One of the many highlights of this week was having three new people come for Divine Principle study at our campus center.
“We had an on-the-spot study session with Andrea. We read the introduction; she was very interested and had lots of questions. She is religious and believes that people should know God and his heart and that doing so will make them happier.” –Anick Muleki
“Had Divine Principle study with Andrés today. He is interested in religion and science! He has questioned his faith in God before. ‘If God exists, why do good people die?’ And he is interested in meeting again next week.” –Yasunari Sakuma
“We read through the introduction to the Divine Principle. When I asked him if he has thought about God’s heart before he said that often his motivation for trying to be good is to not hurt Jesus’ heart. Through talking with him I learned more about his values and life. He is an inspiring brother.” -Robert Cunningham
On Saturday, March 4, we had our first event as American missionaries, and the theme of our event was “Ohana Signifca Familia” (Ohana means family). We wanted to create a heavenly cultural atmosphere where people from different backgrounds can come together and feel free to share their ideas and be themselves in a family setting.

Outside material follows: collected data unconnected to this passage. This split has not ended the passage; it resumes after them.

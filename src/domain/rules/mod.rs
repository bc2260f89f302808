// Domain rules - Match clock to video time resolution

use tracing::warn;

use crate::domain::errors::*;
use crate::domain::model::*;

/// Resolves match-clock ranges to video-time ranges from a set of anchors
pub struct TimeResolver;

impl TimeResolver {
    /// Map `range` onto the video timeline.
    ///
    /// The start is located by linear offset from the last anchor in the period
    /// whose clock is at or before `range.start_clock`; the end is the start plus
    /// the range duration. Clocks past the last anchor extrapolate, and no check
    /// is made against the video's length.
    ///
    /// An anchor falling strictly inside the range is *not* taken into account
    /// for the end, so a range spanning a discontinuity resolves to the wrong end
    /// time. This is logged as a warning rather than corrected.
    pub fn resolve(anchors: &[Anchor], range: &ClipRange) -> Result<VideoRange, DomainError> {
        let last_anchor = Self::last_anchor_at_or_before(anchors, range.period, range.start_clock)
            .ok_or(DomainError::NoAnchorBeforeTime {
                period: range.period,
                clock: range.start_clock,
            })?;

        let start_offset = range.start_clock - last_anchor.clock();
        let start = last_anchor.video_time() + start_offset;
        let end = start + range.duration();

        if let Some(inner) = Self::first_anchor_inside(anchors, range) {
            warn!(
                period = range.period,
                start_clock = range.start_clock,
                end_clock = range.end_clock,
                discontinuity_clock = inner.clock(),
                "Clip range spans a discontinuity anchor; end time is extrapolated from the start anchor"
            );
        }

        Ok(VideoRange::new(start, end))
    }

    /// Resolve each range in order, failing on the first unresolvable one
    pub fn resolve_all(
        anchors: &[Anchor],
        ranges: &[ClipRange],
    ) -> Result<Vec<VideoRange>, DomainError> {
        ranges
            .iter()
            .map(|range| Self::resolve(anchors, range))
            .collect()
    }

    /// The anchor with the greatest clock at or before `clock` within `period`
    fn last_anchor_at_or_before(anchors: &[Anchor], period: u32, clock: f64) -> Option<&Anchor> {
        anchors
            .iter()
            .filter(|anchor| anchor.period() == period && anchor.clock() <= clock)
            .max_by(|a, b| a.clock().total_cmp(&b.clock()))
    }

    fn first_anchor_inside<'a>(anchors: &'a [Anchor], range: &ClipRange) -> Option<&'a Anchor> {
        anchors.iter().find(|anchor| {
            anchor.period() == range.period
                && anchor.clock() > range.start_clock
                && anchor.clock() < range.end_clock
        })
    }
}
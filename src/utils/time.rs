//! Match-clock parsing and formatting utilities

use crate::domain::errors::DomainError;

/// Parse a clock string to seconds.
///
/// Accepts plain seconds (`90.5`), `MM:SS(.ms)` and `HH:MM:SS(.ms)`. Minutes are
/// unbounded in the two-part form so that match clocks such as `93:10` parse.
pub fn parse_clock(time_str: &str) -> Result<f64, DomainError> {
    let trimmed = time_str.trim();
    if trimmed.is_empty() {
        return Err(DomainError::BadArgs("Time cannot be empty".to_string()));
    }

    if let Ok(seconds) = trimmed.parse::<f64>() {
        if !seconds.is_finite() || seconds < 0.0 {
            return Err(DomainError::BadArgs(format!(
                "Time must be a non-negative number of seconds: {}",
                trimmed
            )));
        }
        return Ok(seconds);
    }

    let parts: Vec<&str> = trimmed.split(':').collect();
    match parts.as_slice() {
        [minutes, seconds] => {
            let minutes = parse_component(minutes, "minutes", trimmed)?;
            let seconds = parse_seconds(seconds, trimmed)?;
            Ok(minutes as f64 * 60.0 + seconds)
        }
        [hours, minutes, seconds] => {
            let hours = parse_component(hours, "hours", trimmed)?;
            let minutes = parse_component(minutes, "minutes", trimmed)?;
            if minutes >= 60 {
                return Err(DomainError::BadArgs(format!(
                    "Minutes must be less than 60: {}",
                    trimmed
                )));
            }
            let seconds = parse_seconds(seconds, trimmed)?;
            Ok(hours as f64 * 3600.0 + minutes as f64 * 60.0 + seconds)
        }
        _ => Err(DomainError::BadArgs(format!(
            "Invalid time format '{}'. Supported formats: seconds (e.g., 95.5), MM:SS (e.g., 45:00), HH:MM:SS (e.g., 1:02:30)",
            trimmed
        ))),
    }
}

fn parse_component(part: &str, name: &str, original: &str) -> Result<u64, DomainError> {
    part.parse::<u64>()
        .map_err(|_| DomainError::BadArgs(format!("Invalid {} in '{}'", name, original)))
}

fn parse_seconds(part: &str, original: &str) -> Result<f64, DomainError> {
    let seconds = part
        .parse::<f64>()
        .map_err(|_| DomainError::BadArgs(format!("Invalid seconds in '{}'", original)))?;

    if !(0.0..60.0).contains(&seconds) {
        return Err(DomainError::BadArgs(format!(
            "Seconds must be less than 60: {}",
            original
        )));
    }

    Ok(seconds)
}

/// Format seconds as `M:SS`, truncating fractional seconds
pub fn format_clock(seconds: f64) -> String {
    let minutes = (seconds / 60.0).trunc() as i64;
    let secs = (seconds % 60.0).trunc() as i64;
    format!("{}:{:02}", minutes, secs)
}

/// Format a cut boundary for the media backend, to hundredths of a second
pub fn format_cut_seconds(seconds: f64) -> String {
    format!("{:.2}", seconds)
}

“At a table dedicated to discussing the First Blessing, we talked about what happiness is and if we can truly be 100% happy. We read quotes from the Divine Principle, True Father and other famous figures who talked about what happiness was. Then we had everyone write a phrase of what happiness means to them, and share it. Then we created origami heart boxes for them to write their quote on and an action step for them to achieve their happiness in a small and simple way.” –Junyo Nakamura
“One of our discussion tables had a focus on the Second Blessing, creating true relationships. With our Hawaiian theme, we talked about the spirit of Aloha, the value of unconditional love. We read quotes about the give and take of love from different religious scriptures as well as the Divine Principle and True Father’s words. We had a discussion and did an activity where we shared what words of love we felt we needed to receive and the words of love we wanted to give to others. Everyone was able to really experience the power of give and take of love to create any bond.” –Erika Gordon
“The theme of my table was the Hawaiian word Malama meaning “to take care of.” In essence, it was covering the Third Blessing. We read quotes from various sources and had discussions based on them. This was split into three topics: the reality–our negative impact on the world and the root of this problem; the right perspective–seeing the world as a gift and imagining a world with this collective perspective; and our personal contribution–what we can do to help the world no matter how small. We concluded with writing gratitude points and a goal of how to contribute this week on a leaf and flower, respectively, and then placed them all on a tree together.” –Robert Cunningham
We made delicious Hawaiian foods to go along with our theme. We served spam musubi, macaroni pasta, pineapple fried rice, and, of course, delicious tropical fruits.
Over all it was a beautiful event, we had nine new people come and in total there we 26 participants! It was so inspiring to see the fruits of our investments here. This being our very first event, we can now see how we can accomplish so much more, and together with our Heavenly Parent we are determined to do just that.